— ASSIGNMENT —
Below are the records; output them exactly from the first line through the line with "of a unit string", stopping there.

BEGIN ENTRIES PROVIDED

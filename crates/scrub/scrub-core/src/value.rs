//! Keyframe value types.
//!
//! The shape of a value (plain number, unit string, color, channel bag) is
//! decided once when the value is built or parsed, never re-sniffed during
//! interpolation. A plain number is the degenerate case of a unit string
//! with an empty suffix, so the interpolator has exactly two numeric paths:
//! single-magnitude (scalar/unit) and multi-magnitude (color).

use hashbrown::HashMap;
use serde::{Deserialize, Serialize};

use crate::error::ScrubError;

/// Unit attached to a parsed typed value.
#[derive(Clone, Debug, PartialEq, Eq, Serialize, Deserialize)]
#[serde(rename_all = "lowercase")]
pub enum Unit {
    /// RGBA color; magnitudes carry 3-4 channels.
    Rgb,
    /// Unit suffix ("px", "%", ...); empty string means a bare number.
    /// Magnitudes carry exactly 1 entry.
    Suffix(String),
}

impl Unit {
    /// True for a bare number (empty suffix).
    #[inline]
    pub fn is_plain(&self) -> bool {
        matches!(self, Unit::Suffix(s) if s.is_empty())
    }
}

/// A parsed typed value: numeric magnitude(s) plus a unit.
#[derive(Clone, Debug, PartialEq, Serialize, Deserialize)]
pub struct TypedValue {
    pub magnitude: Vec<f32>,
    pub unit: Unit,
}

impl TypedValue {
    /// A bare number, i.e. a unit string with an empty suffix.
    pub fn scalar(v: f32) -> Self {
        Self {
            magnitude: vec![v],
            unit: Unit::Suffix(String::new()),
        }
    }

    /// Parse a typed string: `"12px"`, `"50%"`, `"-3.5"`, `"rgb(0,0,0)"`,
    /// `"rgba(0,0,0,0.5)"`.
    pub fn parse(raw: &str) -> Result<Self, ScrubError> {
        let s = raw.trim();
        if let Some(inner) = strip_color_call(s) {
            return parse_color_args(raw, inner);
        }
        let split = numeric_prefix_len(s);
        if split == 0 {
            return Err(ScrubError::UnparseableTypedValue {
                raw: raw.to_string(),
            });
        }
        let magnitude: f32 =
            s[..split]
                .parse()
                .map_err(|_| ScrubError::UnparseableTypedValue {
                    raw: raw.to_string(),
                })?;
        Ok(Self {
            magnitude: vec![magnitude],
            unit: Unit::Suffix(s[split..].to_string()),
        })
    }

    /// Serialize an endpoint value as-is (no interpolation formatting).
    pub fn to_output(&self) -> OutputValue {
        match &self.unit {
            Unit::Rgb => {
                let a = self.magnitude.get(3).copied().unwrap_or(1.0);
                OutputValue::Text(format!(
                    "rgba({},{},{},{})",
                    fmt_min(self.magnitude[0]),
                    fmt_min(self.magnitude[1]),
                    fmt_min(self.magnitude[2]),
                    fmt_min(a)
                ))
            }
            Unit::Suffix(s) if s.is_empty() => OutputValue::Number(self.magnitude[0]),
            Unit::Suffix(s) => OutputValue::Text(format!("{}{}", fmt_min(self.magnitude[0]), s)),
        }
    }
}

/// Value stored in one channel of a bag keyframe.
#[derive(Clone, Debug, PartialEq, Serialize, Deserialize)]
#[serde(tag = "type", content = "data", rename_all = "lowercase")]
pub enum ChannelValue {
    Scalar(f32),
    Typed(TypedValue),
}

impl ChannelValue {
    pub fn to_typed(&self) -> TypedValue {
        match self {
            ChannelValue::Scalar(v) => TypedValue::scalar(*v),
            ChannelValue::Typed(t) => t.clone(),
        }
    }
}

/// Value attached to one keyframe position.
#[derive(Clone, Debug, PartialEq, Serialize, Deserialize)]
#[serde(tag = "type", content = "data", rename_all = "lowercase")]
pub enum KeyframeValue {
    /// Plain number.
    Scalar(f32),
    /// Parsed unit string or color literal.
    Typed(TypedValue),
    /// Channel name -> value, for keyframe sets shared by several
    /// independently animated channels.
    Bag(HashMap<String, ChannelValue>),
}

impl KeyframeValue {
    /// The value this keyframe contributes for `channel`, if any.
    /// `None` channel selects the direct (non-bag) value; bag keyframes
    /// define nothing without a channel, and plain keyframes define
    /// nothing for a named channel.
    pub fn for_channel(&self, channel: Option<&str>) -> Option<TypedValue> {
        match (channel, self) {
            (None, KeyframeValue::Scalar(v)) => Some(TypedValue::scalar(*v)),
            (None, KeyframeValue::Typed(t)) => Some(t.clone()),
            (Some(name), KeyframeValue::Bag(channels)) => {
                channels.get(name).map(ChannelValue::to_typed)
            }
            _ => None,
        }
    }
}

/// One evaluated output, pushed to the caller's sink.
#[derive(Clone, Debug, PartialEq, Serialize, Deserialize)]
#[serde(tag = "type", content = "data", rename_all = "lowercase")]
pub enum OutputValue {
    Number(f32),
    Text(String),
}

impl OutputValue {
    pub fn as_number(&self) -> Option<f32> {
        match self {
            OutputValue::Number(v) => Some(*v),
            OutputValue::Text(_) => None,
        }
    }

    pub fn as_text(&self) -> Option<&str> {
        match self {
            OutputValue::Number(_) => None,
            OutputValue::Text(s) => Some(s),
        }
    }
}

/// Length of the leading numeric literal: optional sign, digits, one dot.
fn numeric_prefix_len(s: &str) -> usize {
    let mut seen_dot = false;
    for (i, c) in s.char_indices() {
        let numeric = match c {
            '+' | '-' => i == 0,
            '.' => {
                if seen_dot {
                    false
                } else {
                    seen_dot = true;
                    true
                }
            }
            _ => c.is_ascii_digit(),
        };
        if !numeric {
            return i;
        }
    }
    s.len()
}

/// Strip `rgb(...)` / `rgba(...)` and return the argument list.
fn strip_color_call(s: &str) -> Option<&str> {
    let args = s
        .strip_prefix("rgba(")
        .or_else(|| s.strip_prefix("rgb("))?;
    args.strip_suffix(')')
}

fn parse_color_args(raw: &str, inner: &str) -> Result<TypedValue, ScrubError> {
    let magnitude: Vec<f32> = inner
        .split(',')
        .map(|arg| arg.trim().parse::<f32>())
        .collect::<Result<_, _>>()
        .map_err(|_| ScrubError::UnparseableTypedValue {
            raw: raw.to_string(),
        })?;
    if magnitude.len() < 3 || magnitude.len() > 4 {
        return Err(ScrubError::UnparseableTypedValue {
            raw: raw.to_string(),
        });
    }
    Ok(TypedValue {
        magnitude,
        unit: Unit::Rgb,
    })
}

/// Minimal number formatting: integral values print without a decimal
/// point, everything else with the shortest float form.
pub(crate) fn fmt_min(v: f32) -> String {
    if v == v.trunc() && v.abs() < 1.0e7 {
        format!("{}", v as i64)
    } else {
        format!("{v}")
    }
}

#[cfg(test)]
mod tests {
    use super::*;

    #[test]
    fn parse_unit_strings() {
        let v = TypedValue::parse("12px").unwrap();
        assert_eq!(v.magnitude, vec![12.0]);
        assert_eq!(v.unit, Unit::Suffix("px".into()));

        let v = TypedValue::parse("50%").unwrap();
        assert_eq!(v.magnitude, vec![50.0]);
        assert_eq!(v.unit, Unit::Suffix("%".into()));

        let v = TypedValue::parse("-3.5em").unwrap();
        assert_eq!(v.magnitude, vec![-3.5]);
        assert_eq!(v.unit, Unit::Suffix("em".into()));
    }

    #[test]
    fn parse_bare_number_has_empty_suffix() {
        let v = TypedValue::parse("42").unwrap();
        assert_eq!(v.magnitude, vec![42.0]);
        assert!(v.unit.is_plain());
    }

    #[test]
    fn parse_colors() {
        let v = TypedValue::parse("rgb(255, 128, 0)").unwrap();
        assert_eq!(v.magnitude, vec![255.0, 128.0, 0.0]);
        assert_eq!(v.unit, Unit::Rgb);

        let v = TypedValue::parse("rgba(0,0,0,0.5)").unwrap();
        assert_eq!(v.magnitude, vec![0.0, 0.0, 0.0, 0.5]);
        assert_eq!(v.unit, Unit::Rgb);
    }

    #[test]
    fn parse_rejects_garbage() {
        assert!(matches!(
            TypedValue::parse("px12"),
            Err(ScrubError::UnparseableTypedValue { .. })
        ));
        assert!(matches!(
            TypedValue::parse("rgb(1,2)"),
            Err(ScrubError::UnparseableTypedValue { .. })
        ));
        assert!(matches!(
            TypedValue::parse("rgb(a,b,c)"),
            Err(ScrubError::UnparseableTypedValue { .. })
        ));
        assert!(matches!(
            TypedValue::parse(""),
            Err(ScrubError::UnparseableTypedValue { .. })
        ));
    }

    #[test]
    fn endpoint_output_is_minimal() {
        assert_eq!(
            TypedValue::parse("0px").unwrap().to_output(),
            OutputValue::Text("0px".into())
        );
        assert_eq!(
            TypedValue::parse("rgb(0,0,0)").unwrap().to_output(),
            OutputValue::Text("rgba(0,0,0,1)".into())
        );
        assert_eq!(
            TypedValue::scalar(7.0).to_output(),
            OutputValue::Number(7.0)
        );
    }

    #[test]
    fn channel_selection() {
        let mut channels = HashMap::new();
        channels.insert("opacity".to_string(), ChannelValue::Scalar(0.5));
        let bag = KeyframeValue::Bag(channels);
        assert!(bag.for_channel(Some("opacity")).is_some());
        assert!(bag.for_channel(Some("x")).is_none());
        assert!(bag.for_channel(None).is_none());

        let plain = KeyframeValue::Scalar(1.0);
        assert!(plain.for_channel(None).is_some());
        assert!(plain.for_channel(Some("opacity")).is_none());
    }
}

END ENTRIES PROVIDED

— ANSWER BOX —
filename crates/scrub/scrub-core/src/value.rs
//! Keyframe value types.
//!
//! The shape of a value (plain number, unit string, color, channel bag) is
//! decided once when the value is built or parsed, never re-sniffed during
//! interpolation. A plain number is the degenerate case of a unit string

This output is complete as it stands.